**WHAT YOU WILL DO**
An exact restatement of the records below is expected.
== MATERIAL FOR THIS EXERCISE
//! Minor-units conversion at the external API boundary.
//!
//! The accrual engine reports point amounts as a JSON number, floating
//! point in some engine variants. Amounts are converted to integer minor
//! units here, once, and every internal computation stays integral.

use crate::error::{Result, TallyError};
use rust_decimal::prelude::{FromPrimitive, ToPrimitive};
use rust_decimal::{Decimal, RoundingStrategy};
use rust_decimal_macros::dec;

/// Convert an accrual amount from the engine's floating representation to
/// integer minor units (e.g. `500.0` points -> `50000`). Negative and
/// non-finite values are rejected.
pub fn accrual_to_minor_units(value: f64) -> Result<i64> {
    let decimal = Decimal::from_f64(value)
        .ok_or_else(|| TallyError::Validation(format!("accrual not representable: {value}")))?;

    if decimal < Decimal::ZERO {
        return Err(TallyError::Validation(format!(
            "accrual must be non-negative, got {value}"
        )));
    }

    let minor = (decimal * dec!(100)).round_dp_with_strategy(0, RoundingStrategy::MidpointAwayFromZero);
    minor
        .to_i64()
        .ok_or_else(|| TallyError::Validation(format!("accrual out of range: {value}")))
}

#[cfg(test)]
mod tests {
    use super::*;

    #[test]
    fn whole_points() {
        assert_eq!(accrual_to_minor_units(500.0).unwrap(), 50_000);
        assert_eq!(accrual_to_minor_units(0.0).unwrap(), 0);
    }

    #[test]
    fn fractional_points() {
        assert_eq!(accrual_to_minor_units(729.98).unwrap(), 72_998);
        // sub-cent noise from float representation rounds away
        assert_eq!(accrual_to_minor_units(0.1 + 0.2).unwrap(), 30);
    }

    #[test]
    fn rejects_negative_and_non_finite() {
        assert!(accrual_to_minor_units(-1.0).is_err());
        assert!(accrual_to_minor_units(f64::NAN).is_err());
        assert!(accrual_to_minor_units(f64::INFINITY).is_err());
    }
}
====
**TASK SOLUTION**
//! Minor-units conversion at the external API boundary.
//!
//! The accrual engine reports point amounts as a JSON number, floating
//! point in some engine variants. Amounts are converted to integer minor
//! units here, once, and every internal computation stays integral.

use crate::error::{Result, TallyError};
use rust_decimal::prelude::{FromPrimitive, ToPrimitive};
use rust_decimal::{Decimal, RoundingStrategy};
use rust_decimal_macros::dec;

/// Convert an accrual amount from the engine's floating representation to
/// integer minor units (e.g. `500.0` points -> `50000`). Negative and
/// non-finite values are rejected.
pub fn accrual_to_minor_units(value: f64) -> Result<i64> {
    let decimal = Decimal::from_f64(value)
        .ok_or_else(|| TallyError::Validation(format!("accrual not representable: {value}")))?;

    if decimal < Decimal::ZERO {
        return Err(TallyError::Validation(format!(
            "accrual must be non-negative, got {value}"
        )));
    }

    let minor = (decimal * dec!(100)).round_dp_with_strategy(0, RoundingStrategy::MidpointAwayFromZero);
    minor
        .to_i64()
        .ok_or_else(|| TallyError::Validation(format!("accrual out of range: {value}")))
}

#[cfg(test)]
mod tests {
    use super::*;

    #[test]
    fn whole_points() {
        assert_eq!(accrual_to_minor_units(500.0).unwrap(), 50_000);
        assert_eq!(accrual_to_minor_units(0.0).unwrap(), 0);
    }

    #[test]
    fn fractional_points() {
        assert_eq!(accrual_to_minor_units(729.98).unwrap(), 72_998);
        // sub-cent noise from float representation rounds away
        assert_eq!(accrual_to_minor_units(0.1 + 0.2).unwrap(), 30);
    }

    #[test]
    fn rejects_negative_and_non_finite() {
        assert!(accrual_to_minor_units(-1.0).is_err());
        assert!(accrual_to_minor_units(f64::NAN).is_err());
        assert!(accrual_to_minor_units(f64::INFINITY).is_err());
    }
}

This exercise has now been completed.